Wednesday, August 24, 2016

An Old Sewing Needle And A Cave In Siberia

Archeologists in Siberia made a very interesting discovery earlier this month, a sewing needle believed to be over fifty thousand years old.  This needle was discovered in an ongoing dig that has been yielding surprising, even shocking finds since 2008.  The needle, for instance, reveals that humans were sewing clothes many eons ago.

The location of this and many other finds is known as the Denisova Cave.  The cave is located near the borders of Russia, China, and Mongolia.  As scientists have descended further into the cave and dug down from one strata to another, they have reached the conclusion that the earliest inhabitants moved to the cave around 288,000 years ago.  I imagine that many college texts will be re-written after all this information is compiled, analyzed, and published.  A very interesting conclusion these scientists have reached is that the later Denisovans, Neanderthals, and homo sapiens all occupied this same area, the only such place known of on this earth at this time.  This rather startling conclusion is not only based on physical evidence and relics, but on DNA samples found in the cave as well.

The needle found recently is causing quite a stir among the brainy professor set for a couple of reasons.  First, the very fact that humans made a needle that long ago defies the accepted story of human archeology.  Second, the needle, which is made of the bone of a bird that lived (obviously) in that time period, has a hole in it so that thread could be inserted into the needle.  Of course, you say.  Well, what is truly mystifying is that the hole appears to have been drilled, not punched.  Not only does it appeared to be drilled, but the drilling is so precise and done in such a way that the bone was not otherwise damaged.  In other words, the scientists believe that the hole in this particular needle was drilled with some type of high-speed drilling device!
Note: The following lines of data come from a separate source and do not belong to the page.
//! # IDs
//! Layers need an identity that survives reordering, duplication, and undo. This is implemented
//! via [`LayerId`], handed out by a [`LayerIdGenerator`].
//!
//! There is no process-wide counter. Each generator mixes a random seed (taken from a v4 UUID) with its own
//! monotonically increasing serial, so ids from two independent documents practically never collide, while
//! ids from the same generator never collide at all. Generators are `Copy` values owned by a document, so
//! allocating an id is just another pure document mutation.

/// Opaque layer identity. Displays as `layer_<seed>_<serial>`.
#[derive(Copy, Clone, PartialEq, Eq, PartialOrd, Ord, Hash)]
pub struct LayerId {
    seed: u64,
    serial: std::num::NonZeroU64,
}
impl LayerId {
    /// The random component shared by every id from one generator.
    #[must_use]
    pub fn seed(&self) -> u64 {
        self.seed
    }
    /// Position of this id within its generator. Not stable between documents!
    #[must_use]
    pub fn serial(&self) -> u64 {
        self.serial.get()
    }
}
impl std::fmt::Display for LayerId {
    fn fmt(&self, f: &mut std::fmt::Formatter<'_>) -> std::fmt::Result {
        write!(f, "layer_{:016x}_{}", self.seed, self.serial)
    }
}
impl std::fmt::Debug for LayerId {
    fn fmt(&self, f: &mut std::fmt::Formatter<'_>) -> std::fmt::Result {
        <LayerId as std::fmt::Display>::fmt(self, f)
    }
}

/// Hands out unique [`LayerId`]s.
#[derive(Copy, Clone, PartialEq, Eq, Debug)]
pub struct LayerIdGenerator {
    seed: u64,
    // Serial of the next id. Zero is never handed out.
    next: u64,
}
impl LayerIdGenerator {
    /// A generator with a fresh random seed.
    #[must_use]
    pub fn new() -> Self {
        let (seed, _) = uuid::Uuid::new_v4().as_u64_pair();
        Self::with_seed(seed)
    }
    /// A generator with a fixed seed. Two generators with the same seed produce the same ids,
    /// which is useful for reproducible tests and nothing else.
    #[must_use]
    pub const fn with_seed(seed: u64) -> Self {
        Self { seed, next: 1 }
    }
    #[must_use]
    pub fn seed(&self) -> u64 {
        self.seed
    }
    /// Allocate the next id.
    ///
    /// # Panics
    /// After `u64::MAX - 1` allocations from one generator, which no document will ever reach.
    pub fn next_id(&mut self) -> LayerId {
        let serial = std::num::NonZeroU64::new(self.next).expect("layer id serial overflow");
        self.next = self.next.wrapping_add(1);
        LayerId {
            seed: self.seed,
            serial,
        }
    }
    /// Allocate many ids at once.
    pub fn many(&mut self, count: usize) -> impl ExactSizeIterator<Item = LayerId> {
        let ids: Vec<_> = (0..count).map(|_| self.next_id()).collect();
        ids.into_iter()
    }
}
impl Default for LayerIdGenerator {
    fn default() -> Self {
        Self::new()
    }
}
Of course, no high speed drilling device existed at that time, right?  We can no longer be sure of this. 

Pre-historic high speed drills and homo sapiens cavorting with Neanderthals?  This is the stuff of good science fiction, yet it is being unveiled before our very eyes.  Another surprising finding is evidence linking the inhabitants of the Denisovan Cave to earlier people from Africa, and to trade with people who used a trading route that would later become known as the Silk Road.  Some of the "younger" finds include bones of a young female, yet this female is believed to have died around forty thousand years ago. 

So much of the information and the artifacts being unearthed at the Denisovan Cave is startling, controversial...and mysterious.  I am great admirer of the mysterious.  I know that science prides itself on having the answer to every question, or at least being on the way to that answer.  But science also loves to tell us that things, events, happened a certain way because of perfectly logical natural laws, physics, etc.  So I am always pleased when things of mystery arise and cannot be easily explained, or if explained, do not fit into the classical explanation of things.
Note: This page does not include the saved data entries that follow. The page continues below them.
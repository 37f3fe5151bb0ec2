use crate::{dto::health::HealthResponse, state::SharedState};

/// Snapshot the process health together with the live registry counts.
pub fn health_status(state: &SharedState) -> HealthResponse {
    HealthResponse::ok(state.room_count(), state.connection_count())
}
pub mod roles;
pub mod room;
pub mod scoring;
pub mod state_machine;

use std::sync::Arc;

use axum::extract::ws::Message;
use dashmap::{DashMap, mapref::entry::Entry};
use rand::Rng;
use rand::distr::Alphanumeric;
use tokio::sync::{Mutex, mpsc};
use uuid::Uuid;

use crate::{config::AppConfig, error::ServiceError, state::room::Room};

pub use self::state_machine::{InvalidTransition, RoomEvent, RoomPhase, RoomStateMachine};

/// Cheaply clonable handle to the process-wide state.
pub type SharedState = Arc<AppState>;

/// Length of the opaque room identifiers handed to players.
const ROOM_ID_LEN: usize = 4;

#[derive(Clone)]
/// Handle used to push messages to a connected client.
pub struct ClientConnection {
    /// Ephemeral connection id; doubles as the player id inside a room.
    pub id: Uuid,
    /// Writer-task channel for this client's socket.
    pub tx: mpsc::UnboundedSender<Message>,
}

/// Central application state: the room registry and the connection table.
///
/// The registry has exclusive ownership of every [`Room`]; all mutation
/// funnels through the `Arc<Mutex<Room>>` handles it hands out, which keeps
/// the single-writer-per-room invariant explicit. Rooms are independent of
/// one another and never share a lock.
pub struct AppState {
    config: AppConfig,
    rooms: DashMap<String, Arc<Mutex<Room>>>,
    connections: DashMap<Uuid, ClientConnection>,
}

impl AppState {
    /// Construct the state wrapped in an [`Arc`] so it can be cloned cheaply.
    pub fn new(config: AppConfig) -> SharedState {
        Arc::new(Self {
            config,
            rooms: DashMap::new(),
            connections: DashMap::new(),
        })
    }

    /// Immutable game tuning loaded at startup.
    pub fn config(&self) -> &AppConfig {
        &self.config
    }

    /// Register a freshly upgraded client socket.
    pub fn register_connection(&self, connection: ClientConnection) {
        self.connections.insert(connection.id, connection);
    }

    /// Drop a client socket from the table once its handler winds down.
    pub fn remove_connection(&self, id: Uuid) {
        self.connections.remove(&id);
    }

    /// Look up the outbound handle for a connection, if it is still alive.
    pub fn connection(&self, id: Uuid) -> Option<ClientConnection> {
        self.connections.get(&id).map(|entry| entry.value().clone())
    }

    /// Number of live client connections.
    pub fn connection_count(&self) -> usize {
        self.connections.len()
    }

    /// Look up a live room by id.
    pub fn room(&self, id: &str) -> Option<Arc<Mutex<Room>>> {
        self.rooms.get(id).map(|entry| entry.value().clone())
    }

    /// Number of live rooms.
    pub fn room_count(&self) -> usize {
        self.rooms.len()
    }

    /// Create a room with `host_id` as its sole player and host.
    ///
    /// Fails with [`ServiceError::ServerFull`] once the configured room cap
    /// is reached; id collisions retry until a free slot is claimed.
    pub fn create_room(
        &self,
        host_id: Uuid,
        host_name: String,
    ) -> Result<Arc<Mutex<Room>>, ServiceError> {
        if self.rooms.len() >= self.config.max_rooms {
            return Err(ServiceError::ServerFull);
        }

        loop {
            let id = generate_room_id();
            match self.rooms.entry(id.clone()) {
                Entry::Occupied(_) => continue,
                Entry::Vacant(slot) => {
                    let room = Arc::new(Mutex::new(Room::new(
                        id,
                        host_id,
                        host_name,
                        &self.config,
                    )));
                    slot.insert(room.clone());
                    return Ok(room);
                }
            }
        }
    }

    /// Destroy a room. Called once its player set empties.
    pub fn remove_room(&self, id: &str) {
        self.rooms.remove(id);
    }
}

/// Produce a short uppercase alphanumeric room id.
fn generate_room_id() -> String {
    let mut rng = rand::rng();
    (0..ROOM_ID_LEN)
        .map(|_| (rng.sample(Alphanumeric) as char).to_ascii_uppercase())
        .collect()
}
All around the world, from Siberia to South America, strange and wonderful things have been discovered, and are yet to be discovered, which cannot be fully explained, which do not fit into the classical explanation of the origin, history, and even the age of our world.  Even such an ordinary thing as a sewing needle, when found in the right set of circumstances, becomes instead an exotic object of awe and mystery.  One of the things that makes life interesting is the discovery of extraordinary things, or better, the discovery of ordinary things in extraordinary circumstances...like a 50,000 year old sewing needle.  This needle defies explanation...how was a such a precise hole drilled by a high-speed drill centuries before high-speed drills were even invented?  How could homo sapiens, Neanderthals, and Denisovans have existed all together in one location?  I sometimes hope that at least some questions like these go unanswered until the very end of time.  For me, life is so much more interesting when mysteries pop up every now and then, so much more fun when "we just don't know everything."